━━━━━ Records shown ━━━━━

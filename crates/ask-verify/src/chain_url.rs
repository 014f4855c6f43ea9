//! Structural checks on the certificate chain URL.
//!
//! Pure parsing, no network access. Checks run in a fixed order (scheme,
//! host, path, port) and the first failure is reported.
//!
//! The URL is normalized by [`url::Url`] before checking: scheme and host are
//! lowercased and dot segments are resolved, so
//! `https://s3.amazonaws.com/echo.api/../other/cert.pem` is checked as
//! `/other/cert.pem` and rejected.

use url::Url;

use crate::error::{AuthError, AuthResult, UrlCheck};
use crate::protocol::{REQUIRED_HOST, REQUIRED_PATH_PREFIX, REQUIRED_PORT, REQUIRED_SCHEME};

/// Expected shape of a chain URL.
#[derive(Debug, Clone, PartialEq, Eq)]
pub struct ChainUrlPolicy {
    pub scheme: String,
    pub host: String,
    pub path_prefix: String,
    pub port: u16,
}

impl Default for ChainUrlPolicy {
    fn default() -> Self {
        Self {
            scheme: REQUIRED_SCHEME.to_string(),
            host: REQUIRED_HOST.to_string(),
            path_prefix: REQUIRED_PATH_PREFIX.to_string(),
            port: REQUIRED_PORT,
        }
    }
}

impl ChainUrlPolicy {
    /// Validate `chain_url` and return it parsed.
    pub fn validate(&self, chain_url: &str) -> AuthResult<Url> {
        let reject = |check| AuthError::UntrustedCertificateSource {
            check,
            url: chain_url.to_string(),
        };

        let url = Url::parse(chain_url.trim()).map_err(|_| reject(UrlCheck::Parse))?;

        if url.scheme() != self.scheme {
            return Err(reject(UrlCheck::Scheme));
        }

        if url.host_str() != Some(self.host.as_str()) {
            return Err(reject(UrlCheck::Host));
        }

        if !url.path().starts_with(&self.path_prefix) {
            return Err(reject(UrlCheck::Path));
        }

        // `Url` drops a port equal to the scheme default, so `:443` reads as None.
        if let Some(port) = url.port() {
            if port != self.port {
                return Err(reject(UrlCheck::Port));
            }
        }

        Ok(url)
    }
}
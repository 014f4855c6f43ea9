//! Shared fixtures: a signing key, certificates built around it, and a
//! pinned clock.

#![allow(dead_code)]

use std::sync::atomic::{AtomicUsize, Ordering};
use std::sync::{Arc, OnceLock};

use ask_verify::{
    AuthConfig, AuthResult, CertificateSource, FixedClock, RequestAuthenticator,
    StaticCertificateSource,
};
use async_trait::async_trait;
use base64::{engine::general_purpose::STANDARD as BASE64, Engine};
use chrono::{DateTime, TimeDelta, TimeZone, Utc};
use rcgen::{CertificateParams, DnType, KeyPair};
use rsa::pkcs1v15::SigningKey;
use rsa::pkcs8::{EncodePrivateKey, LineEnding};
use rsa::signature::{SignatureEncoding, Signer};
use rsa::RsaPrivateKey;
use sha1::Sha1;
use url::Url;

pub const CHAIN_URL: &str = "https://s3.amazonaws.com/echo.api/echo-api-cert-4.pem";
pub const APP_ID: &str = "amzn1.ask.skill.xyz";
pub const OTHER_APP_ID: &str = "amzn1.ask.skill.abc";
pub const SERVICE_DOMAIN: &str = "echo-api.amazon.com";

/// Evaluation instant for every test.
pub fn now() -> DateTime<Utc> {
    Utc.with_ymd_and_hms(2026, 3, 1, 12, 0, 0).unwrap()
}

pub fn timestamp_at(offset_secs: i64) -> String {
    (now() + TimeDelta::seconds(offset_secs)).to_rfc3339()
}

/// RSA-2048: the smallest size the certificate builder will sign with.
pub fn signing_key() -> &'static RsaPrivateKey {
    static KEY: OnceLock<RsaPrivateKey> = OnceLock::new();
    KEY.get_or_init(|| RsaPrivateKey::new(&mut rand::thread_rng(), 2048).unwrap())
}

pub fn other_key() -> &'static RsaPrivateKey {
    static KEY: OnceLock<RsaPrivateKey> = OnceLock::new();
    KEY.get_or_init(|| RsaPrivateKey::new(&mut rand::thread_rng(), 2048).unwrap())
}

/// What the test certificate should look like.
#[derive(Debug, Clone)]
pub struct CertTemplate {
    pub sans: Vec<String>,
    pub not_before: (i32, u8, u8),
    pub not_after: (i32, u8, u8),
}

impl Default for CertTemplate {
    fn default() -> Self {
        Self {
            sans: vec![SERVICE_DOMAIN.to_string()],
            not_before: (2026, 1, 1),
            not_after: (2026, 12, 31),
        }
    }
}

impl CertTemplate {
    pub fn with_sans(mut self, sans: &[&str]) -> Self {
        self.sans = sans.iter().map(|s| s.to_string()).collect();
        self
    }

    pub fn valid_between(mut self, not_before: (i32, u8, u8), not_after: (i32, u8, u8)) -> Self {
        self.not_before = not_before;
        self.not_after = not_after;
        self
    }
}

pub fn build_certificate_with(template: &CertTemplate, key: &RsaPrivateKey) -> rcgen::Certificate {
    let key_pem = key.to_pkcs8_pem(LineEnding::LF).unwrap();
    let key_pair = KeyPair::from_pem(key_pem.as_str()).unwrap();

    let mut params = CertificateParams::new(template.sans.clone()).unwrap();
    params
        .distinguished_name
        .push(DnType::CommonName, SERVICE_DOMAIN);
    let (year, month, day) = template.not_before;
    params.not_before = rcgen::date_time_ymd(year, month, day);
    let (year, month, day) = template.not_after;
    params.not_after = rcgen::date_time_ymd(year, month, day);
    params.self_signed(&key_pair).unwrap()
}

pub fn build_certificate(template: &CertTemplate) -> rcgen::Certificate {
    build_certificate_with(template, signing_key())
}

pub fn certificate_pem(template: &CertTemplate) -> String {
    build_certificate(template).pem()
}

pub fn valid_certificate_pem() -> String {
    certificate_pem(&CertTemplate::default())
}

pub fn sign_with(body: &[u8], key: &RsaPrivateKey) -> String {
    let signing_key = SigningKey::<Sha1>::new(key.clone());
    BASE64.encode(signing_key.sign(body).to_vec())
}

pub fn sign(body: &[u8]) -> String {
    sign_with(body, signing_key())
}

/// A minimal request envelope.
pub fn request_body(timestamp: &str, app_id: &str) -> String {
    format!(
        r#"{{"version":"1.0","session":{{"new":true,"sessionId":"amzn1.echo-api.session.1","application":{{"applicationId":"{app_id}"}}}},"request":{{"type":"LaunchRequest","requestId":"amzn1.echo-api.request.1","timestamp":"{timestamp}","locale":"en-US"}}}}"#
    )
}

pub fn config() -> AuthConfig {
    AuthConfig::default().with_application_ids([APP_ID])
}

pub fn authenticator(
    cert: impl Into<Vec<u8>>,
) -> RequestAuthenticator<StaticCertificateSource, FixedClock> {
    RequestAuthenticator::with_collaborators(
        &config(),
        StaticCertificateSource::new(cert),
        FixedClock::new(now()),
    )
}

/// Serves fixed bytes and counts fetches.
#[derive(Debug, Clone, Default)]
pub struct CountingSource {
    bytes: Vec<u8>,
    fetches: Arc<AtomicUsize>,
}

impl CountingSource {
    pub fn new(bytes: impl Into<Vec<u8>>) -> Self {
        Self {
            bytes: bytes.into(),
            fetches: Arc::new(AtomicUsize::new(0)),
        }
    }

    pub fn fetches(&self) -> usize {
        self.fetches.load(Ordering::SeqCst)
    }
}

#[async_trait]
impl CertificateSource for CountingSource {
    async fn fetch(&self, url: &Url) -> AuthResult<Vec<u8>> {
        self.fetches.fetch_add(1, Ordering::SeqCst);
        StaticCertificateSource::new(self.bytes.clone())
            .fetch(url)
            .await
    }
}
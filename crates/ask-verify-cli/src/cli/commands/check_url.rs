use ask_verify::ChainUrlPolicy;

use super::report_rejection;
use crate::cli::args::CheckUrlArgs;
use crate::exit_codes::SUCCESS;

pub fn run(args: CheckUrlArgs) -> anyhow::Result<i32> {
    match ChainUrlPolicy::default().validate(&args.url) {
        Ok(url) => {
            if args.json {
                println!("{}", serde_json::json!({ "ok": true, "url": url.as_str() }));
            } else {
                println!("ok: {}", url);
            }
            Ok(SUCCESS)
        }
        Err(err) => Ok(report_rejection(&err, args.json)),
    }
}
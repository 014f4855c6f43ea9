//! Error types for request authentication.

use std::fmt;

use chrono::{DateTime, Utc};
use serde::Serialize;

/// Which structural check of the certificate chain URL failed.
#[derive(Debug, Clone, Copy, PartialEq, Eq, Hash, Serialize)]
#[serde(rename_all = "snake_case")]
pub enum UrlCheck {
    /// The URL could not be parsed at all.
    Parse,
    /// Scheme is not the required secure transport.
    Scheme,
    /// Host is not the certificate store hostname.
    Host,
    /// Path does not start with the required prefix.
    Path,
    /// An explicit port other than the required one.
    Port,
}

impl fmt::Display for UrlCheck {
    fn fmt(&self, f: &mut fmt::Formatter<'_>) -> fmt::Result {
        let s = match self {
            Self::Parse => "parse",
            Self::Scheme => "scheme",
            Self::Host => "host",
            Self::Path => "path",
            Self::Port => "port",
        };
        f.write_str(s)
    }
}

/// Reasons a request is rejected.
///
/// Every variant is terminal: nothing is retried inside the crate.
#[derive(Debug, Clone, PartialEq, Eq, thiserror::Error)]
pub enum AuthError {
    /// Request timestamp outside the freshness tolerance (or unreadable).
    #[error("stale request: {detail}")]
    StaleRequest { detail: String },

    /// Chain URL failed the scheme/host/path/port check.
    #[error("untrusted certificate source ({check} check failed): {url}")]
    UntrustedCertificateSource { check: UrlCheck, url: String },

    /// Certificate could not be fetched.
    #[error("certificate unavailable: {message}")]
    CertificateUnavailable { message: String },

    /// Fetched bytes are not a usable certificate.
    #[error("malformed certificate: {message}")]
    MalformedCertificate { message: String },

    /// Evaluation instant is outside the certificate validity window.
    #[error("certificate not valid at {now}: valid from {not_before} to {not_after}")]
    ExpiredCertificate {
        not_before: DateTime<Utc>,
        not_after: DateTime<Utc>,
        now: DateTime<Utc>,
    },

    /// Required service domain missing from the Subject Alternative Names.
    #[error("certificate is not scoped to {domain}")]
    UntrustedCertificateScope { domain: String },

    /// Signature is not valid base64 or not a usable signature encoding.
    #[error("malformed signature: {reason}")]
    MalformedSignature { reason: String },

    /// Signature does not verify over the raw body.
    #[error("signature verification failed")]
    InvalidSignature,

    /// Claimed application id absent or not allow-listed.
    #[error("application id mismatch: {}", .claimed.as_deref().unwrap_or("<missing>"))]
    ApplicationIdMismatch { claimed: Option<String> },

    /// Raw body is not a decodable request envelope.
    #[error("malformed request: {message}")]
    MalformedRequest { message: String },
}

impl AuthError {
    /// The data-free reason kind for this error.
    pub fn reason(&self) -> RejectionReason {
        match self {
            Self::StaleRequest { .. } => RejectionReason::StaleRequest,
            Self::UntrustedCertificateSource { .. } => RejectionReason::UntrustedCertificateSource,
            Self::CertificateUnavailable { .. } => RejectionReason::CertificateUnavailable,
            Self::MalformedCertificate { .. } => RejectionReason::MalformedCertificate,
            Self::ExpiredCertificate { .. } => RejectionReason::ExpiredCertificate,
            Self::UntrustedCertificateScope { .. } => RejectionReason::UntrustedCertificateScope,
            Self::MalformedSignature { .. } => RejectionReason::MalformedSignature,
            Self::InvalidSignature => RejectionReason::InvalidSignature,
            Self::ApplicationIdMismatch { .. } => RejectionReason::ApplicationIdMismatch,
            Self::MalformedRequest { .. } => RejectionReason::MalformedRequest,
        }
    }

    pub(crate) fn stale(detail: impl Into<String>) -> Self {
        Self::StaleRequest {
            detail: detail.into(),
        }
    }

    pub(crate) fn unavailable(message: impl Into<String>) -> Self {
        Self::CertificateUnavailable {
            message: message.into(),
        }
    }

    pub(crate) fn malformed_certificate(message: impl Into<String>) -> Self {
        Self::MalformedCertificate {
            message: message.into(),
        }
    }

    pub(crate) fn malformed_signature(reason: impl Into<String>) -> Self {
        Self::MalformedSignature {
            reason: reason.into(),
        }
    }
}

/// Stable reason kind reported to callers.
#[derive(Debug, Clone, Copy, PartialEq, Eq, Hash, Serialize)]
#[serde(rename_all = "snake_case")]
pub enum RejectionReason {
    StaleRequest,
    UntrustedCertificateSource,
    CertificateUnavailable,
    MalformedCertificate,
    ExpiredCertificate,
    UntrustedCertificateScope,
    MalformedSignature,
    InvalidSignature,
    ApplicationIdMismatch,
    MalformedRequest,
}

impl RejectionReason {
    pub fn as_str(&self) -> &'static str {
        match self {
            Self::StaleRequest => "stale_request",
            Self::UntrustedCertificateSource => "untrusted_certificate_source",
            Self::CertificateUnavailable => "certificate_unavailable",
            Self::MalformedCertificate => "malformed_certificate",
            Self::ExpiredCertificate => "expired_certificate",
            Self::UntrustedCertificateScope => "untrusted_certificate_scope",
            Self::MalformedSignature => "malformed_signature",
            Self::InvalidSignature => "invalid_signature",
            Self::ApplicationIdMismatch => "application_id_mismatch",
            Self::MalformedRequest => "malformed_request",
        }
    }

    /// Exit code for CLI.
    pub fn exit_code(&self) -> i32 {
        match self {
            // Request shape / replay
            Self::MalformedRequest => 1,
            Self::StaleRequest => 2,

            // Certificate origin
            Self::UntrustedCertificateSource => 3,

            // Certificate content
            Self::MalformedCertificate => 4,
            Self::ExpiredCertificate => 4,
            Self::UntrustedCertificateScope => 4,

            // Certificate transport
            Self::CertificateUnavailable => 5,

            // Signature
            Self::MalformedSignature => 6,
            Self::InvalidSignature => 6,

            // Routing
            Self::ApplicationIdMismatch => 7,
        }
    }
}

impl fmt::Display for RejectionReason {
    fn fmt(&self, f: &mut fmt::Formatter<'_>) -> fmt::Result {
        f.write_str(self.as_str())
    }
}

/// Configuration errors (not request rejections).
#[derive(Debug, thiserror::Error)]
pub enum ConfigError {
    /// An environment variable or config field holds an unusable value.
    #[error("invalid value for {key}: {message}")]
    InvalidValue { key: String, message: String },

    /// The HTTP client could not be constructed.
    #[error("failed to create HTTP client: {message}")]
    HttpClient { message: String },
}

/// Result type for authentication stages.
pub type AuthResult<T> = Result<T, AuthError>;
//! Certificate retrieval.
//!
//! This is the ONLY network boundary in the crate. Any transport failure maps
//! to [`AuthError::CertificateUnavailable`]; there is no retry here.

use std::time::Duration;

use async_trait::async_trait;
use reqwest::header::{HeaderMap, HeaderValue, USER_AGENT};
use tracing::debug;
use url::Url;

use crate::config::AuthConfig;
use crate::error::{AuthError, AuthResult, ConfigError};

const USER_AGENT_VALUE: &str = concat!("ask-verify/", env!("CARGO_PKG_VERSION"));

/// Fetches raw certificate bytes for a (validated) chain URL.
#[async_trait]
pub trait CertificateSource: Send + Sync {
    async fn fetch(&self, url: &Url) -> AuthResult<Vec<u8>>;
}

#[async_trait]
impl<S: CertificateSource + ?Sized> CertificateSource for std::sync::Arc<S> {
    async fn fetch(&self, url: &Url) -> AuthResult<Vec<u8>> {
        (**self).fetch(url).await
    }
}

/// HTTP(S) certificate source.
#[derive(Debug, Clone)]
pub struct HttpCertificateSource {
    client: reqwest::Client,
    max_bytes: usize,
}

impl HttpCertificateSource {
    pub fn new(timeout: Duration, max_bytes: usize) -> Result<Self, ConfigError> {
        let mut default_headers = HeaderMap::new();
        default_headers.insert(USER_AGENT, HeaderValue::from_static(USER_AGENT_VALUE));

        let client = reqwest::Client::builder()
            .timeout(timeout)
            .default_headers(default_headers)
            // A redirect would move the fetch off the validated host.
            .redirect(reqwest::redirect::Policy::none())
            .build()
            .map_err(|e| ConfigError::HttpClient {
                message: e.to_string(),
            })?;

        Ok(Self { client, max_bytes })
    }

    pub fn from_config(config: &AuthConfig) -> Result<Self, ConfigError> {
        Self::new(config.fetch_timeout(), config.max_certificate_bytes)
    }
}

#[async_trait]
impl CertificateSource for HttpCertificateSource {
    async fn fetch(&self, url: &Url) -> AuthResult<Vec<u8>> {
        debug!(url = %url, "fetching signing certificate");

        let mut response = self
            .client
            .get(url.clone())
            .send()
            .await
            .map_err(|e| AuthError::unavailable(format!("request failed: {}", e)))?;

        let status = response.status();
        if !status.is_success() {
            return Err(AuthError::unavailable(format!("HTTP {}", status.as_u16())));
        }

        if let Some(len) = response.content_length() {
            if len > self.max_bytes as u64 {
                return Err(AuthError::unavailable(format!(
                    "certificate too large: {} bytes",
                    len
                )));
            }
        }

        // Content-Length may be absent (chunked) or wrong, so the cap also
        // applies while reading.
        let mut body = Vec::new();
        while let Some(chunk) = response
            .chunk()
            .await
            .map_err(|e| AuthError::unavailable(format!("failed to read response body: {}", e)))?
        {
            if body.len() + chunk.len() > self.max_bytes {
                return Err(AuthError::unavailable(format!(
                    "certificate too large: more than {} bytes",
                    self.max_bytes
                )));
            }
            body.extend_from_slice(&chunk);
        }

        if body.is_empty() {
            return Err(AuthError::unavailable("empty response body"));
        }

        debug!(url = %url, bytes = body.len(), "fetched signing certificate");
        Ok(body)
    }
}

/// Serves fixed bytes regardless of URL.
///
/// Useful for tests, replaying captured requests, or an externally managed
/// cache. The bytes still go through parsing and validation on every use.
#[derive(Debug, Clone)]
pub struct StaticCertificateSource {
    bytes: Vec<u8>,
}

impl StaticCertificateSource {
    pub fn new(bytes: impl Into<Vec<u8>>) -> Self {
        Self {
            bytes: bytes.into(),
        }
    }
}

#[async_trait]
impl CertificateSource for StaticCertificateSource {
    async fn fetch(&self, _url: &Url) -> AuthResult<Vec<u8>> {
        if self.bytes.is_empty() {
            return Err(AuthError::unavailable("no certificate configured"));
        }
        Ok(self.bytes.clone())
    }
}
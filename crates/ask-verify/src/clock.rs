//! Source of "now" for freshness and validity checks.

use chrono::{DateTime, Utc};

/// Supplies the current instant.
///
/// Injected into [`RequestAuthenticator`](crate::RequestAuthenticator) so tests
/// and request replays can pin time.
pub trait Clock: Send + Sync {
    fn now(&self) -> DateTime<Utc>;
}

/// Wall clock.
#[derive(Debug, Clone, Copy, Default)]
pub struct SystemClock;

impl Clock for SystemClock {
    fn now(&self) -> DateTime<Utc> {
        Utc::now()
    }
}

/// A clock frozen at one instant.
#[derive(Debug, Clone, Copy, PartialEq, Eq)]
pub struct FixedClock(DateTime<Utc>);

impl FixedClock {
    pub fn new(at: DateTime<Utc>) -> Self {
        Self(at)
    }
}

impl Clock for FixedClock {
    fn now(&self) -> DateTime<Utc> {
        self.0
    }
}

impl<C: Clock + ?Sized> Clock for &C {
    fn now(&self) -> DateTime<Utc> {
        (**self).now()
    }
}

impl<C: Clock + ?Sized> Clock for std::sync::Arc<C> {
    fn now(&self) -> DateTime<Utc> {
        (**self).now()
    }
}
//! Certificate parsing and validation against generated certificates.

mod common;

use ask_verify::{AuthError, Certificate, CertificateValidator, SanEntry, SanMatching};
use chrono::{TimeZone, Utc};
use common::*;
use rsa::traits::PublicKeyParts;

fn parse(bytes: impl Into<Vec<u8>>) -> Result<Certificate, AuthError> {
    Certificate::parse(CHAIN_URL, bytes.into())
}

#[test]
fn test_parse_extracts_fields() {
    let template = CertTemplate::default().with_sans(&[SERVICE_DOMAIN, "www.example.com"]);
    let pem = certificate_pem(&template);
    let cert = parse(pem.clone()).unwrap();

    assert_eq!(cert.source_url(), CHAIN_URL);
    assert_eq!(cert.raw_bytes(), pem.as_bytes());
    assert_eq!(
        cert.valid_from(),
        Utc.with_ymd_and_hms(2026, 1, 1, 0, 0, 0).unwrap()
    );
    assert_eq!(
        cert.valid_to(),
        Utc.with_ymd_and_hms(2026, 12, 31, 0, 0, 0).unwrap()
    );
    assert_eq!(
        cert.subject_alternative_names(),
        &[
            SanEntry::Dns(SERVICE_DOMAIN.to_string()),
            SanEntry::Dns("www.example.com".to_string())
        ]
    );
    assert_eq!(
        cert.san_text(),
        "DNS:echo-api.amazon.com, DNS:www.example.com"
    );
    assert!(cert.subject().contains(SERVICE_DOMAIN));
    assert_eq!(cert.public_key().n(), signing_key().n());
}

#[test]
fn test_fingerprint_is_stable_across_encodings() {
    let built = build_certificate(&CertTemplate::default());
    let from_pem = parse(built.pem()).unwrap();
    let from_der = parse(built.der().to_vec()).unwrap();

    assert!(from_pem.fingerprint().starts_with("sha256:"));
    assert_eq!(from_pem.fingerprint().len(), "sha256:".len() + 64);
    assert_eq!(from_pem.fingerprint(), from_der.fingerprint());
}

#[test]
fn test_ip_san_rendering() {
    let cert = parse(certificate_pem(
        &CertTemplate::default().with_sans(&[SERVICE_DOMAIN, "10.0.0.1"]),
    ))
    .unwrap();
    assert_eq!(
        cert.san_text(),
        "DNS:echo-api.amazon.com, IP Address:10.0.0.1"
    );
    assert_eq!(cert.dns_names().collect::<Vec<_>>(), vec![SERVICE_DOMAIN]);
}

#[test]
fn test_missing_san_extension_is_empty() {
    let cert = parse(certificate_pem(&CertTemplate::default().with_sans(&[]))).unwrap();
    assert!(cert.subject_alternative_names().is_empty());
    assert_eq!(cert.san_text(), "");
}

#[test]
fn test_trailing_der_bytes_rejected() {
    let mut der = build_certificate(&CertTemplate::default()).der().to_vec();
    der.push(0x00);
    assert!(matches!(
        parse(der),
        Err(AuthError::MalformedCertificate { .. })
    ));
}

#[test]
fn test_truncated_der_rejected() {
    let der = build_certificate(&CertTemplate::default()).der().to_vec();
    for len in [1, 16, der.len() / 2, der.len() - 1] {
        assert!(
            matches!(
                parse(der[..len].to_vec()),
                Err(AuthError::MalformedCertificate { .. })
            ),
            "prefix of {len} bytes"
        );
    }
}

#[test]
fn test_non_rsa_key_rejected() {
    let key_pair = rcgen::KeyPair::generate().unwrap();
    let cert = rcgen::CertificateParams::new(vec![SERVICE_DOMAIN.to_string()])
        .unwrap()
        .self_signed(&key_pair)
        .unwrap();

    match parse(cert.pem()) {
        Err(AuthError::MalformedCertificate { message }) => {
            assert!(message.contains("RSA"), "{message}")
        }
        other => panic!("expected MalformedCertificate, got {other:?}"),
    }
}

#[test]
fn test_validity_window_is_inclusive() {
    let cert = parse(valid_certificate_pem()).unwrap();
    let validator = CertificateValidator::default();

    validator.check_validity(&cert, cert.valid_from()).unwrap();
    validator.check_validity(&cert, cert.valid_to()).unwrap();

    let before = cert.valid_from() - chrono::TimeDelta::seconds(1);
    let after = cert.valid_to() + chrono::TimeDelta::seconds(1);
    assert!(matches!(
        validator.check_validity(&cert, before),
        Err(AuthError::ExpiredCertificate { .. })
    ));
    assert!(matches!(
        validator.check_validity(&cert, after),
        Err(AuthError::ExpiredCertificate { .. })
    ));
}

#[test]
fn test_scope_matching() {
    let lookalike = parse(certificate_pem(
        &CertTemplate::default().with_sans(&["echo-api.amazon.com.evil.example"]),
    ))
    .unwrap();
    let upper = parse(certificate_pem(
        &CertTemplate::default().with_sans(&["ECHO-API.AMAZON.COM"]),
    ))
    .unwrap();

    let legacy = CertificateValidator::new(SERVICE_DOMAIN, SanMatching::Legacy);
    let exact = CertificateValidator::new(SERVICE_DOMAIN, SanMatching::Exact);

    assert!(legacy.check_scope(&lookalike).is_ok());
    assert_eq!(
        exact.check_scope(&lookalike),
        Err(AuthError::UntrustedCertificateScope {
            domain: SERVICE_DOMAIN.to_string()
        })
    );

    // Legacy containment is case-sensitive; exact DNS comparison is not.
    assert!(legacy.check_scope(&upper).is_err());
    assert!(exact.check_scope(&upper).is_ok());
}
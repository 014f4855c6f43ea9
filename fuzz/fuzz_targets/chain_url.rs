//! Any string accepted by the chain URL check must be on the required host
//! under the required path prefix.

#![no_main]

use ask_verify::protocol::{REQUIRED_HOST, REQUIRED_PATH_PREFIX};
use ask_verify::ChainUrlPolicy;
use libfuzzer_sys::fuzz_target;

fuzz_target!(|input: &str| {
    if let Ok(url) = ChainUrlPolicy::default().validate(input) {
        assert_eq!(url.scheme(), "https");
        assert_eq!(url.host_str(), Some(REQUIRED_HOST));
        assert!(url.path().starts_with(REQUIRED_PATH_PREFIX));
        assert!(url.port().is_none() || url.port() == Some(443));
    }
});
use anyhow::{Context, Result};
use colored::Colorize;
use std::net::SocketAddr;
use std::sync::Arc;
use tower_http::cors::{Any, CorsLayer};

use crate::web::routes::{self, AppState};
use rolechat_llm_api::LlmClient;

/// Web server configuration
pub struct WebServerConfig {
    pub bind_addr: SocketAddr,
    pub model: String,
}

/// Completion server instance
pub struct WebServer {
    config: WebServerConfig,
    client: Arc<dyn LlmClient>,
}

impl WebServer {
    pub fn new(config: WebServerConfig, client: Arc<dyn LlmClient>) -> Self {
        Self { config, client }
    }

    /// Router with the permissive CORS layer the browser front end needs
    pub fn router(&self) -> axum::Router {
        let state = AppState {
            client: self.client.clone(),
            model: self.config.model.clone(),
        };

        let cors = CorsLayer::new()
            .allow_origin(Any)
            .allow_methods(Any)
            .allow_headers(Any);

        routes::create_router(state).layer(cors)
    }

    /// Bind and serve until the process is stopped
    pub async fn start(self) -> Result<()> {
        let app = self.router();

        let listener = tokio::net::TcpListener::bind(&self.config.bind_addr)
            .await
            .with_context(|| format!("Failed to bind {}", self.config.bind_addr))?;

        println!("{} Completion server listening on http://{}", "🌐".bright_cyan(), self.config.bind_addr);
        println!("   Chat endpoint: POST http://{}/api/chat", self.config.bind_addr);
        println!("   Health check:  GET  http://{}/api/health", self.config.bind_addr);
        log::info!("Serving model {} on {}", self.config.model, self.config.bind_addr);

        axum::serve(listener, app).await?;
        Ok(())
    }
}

━━━━━

● Aim of the task
Show the lines from the data above that contain the string "detail".

● The completed task
    #[error("stale request: {detail}")]
    StaleRequest { detail: String },
    pub(crate) fn stale(detail: impl Into<String>) -> Self {
            detail: detail.into(),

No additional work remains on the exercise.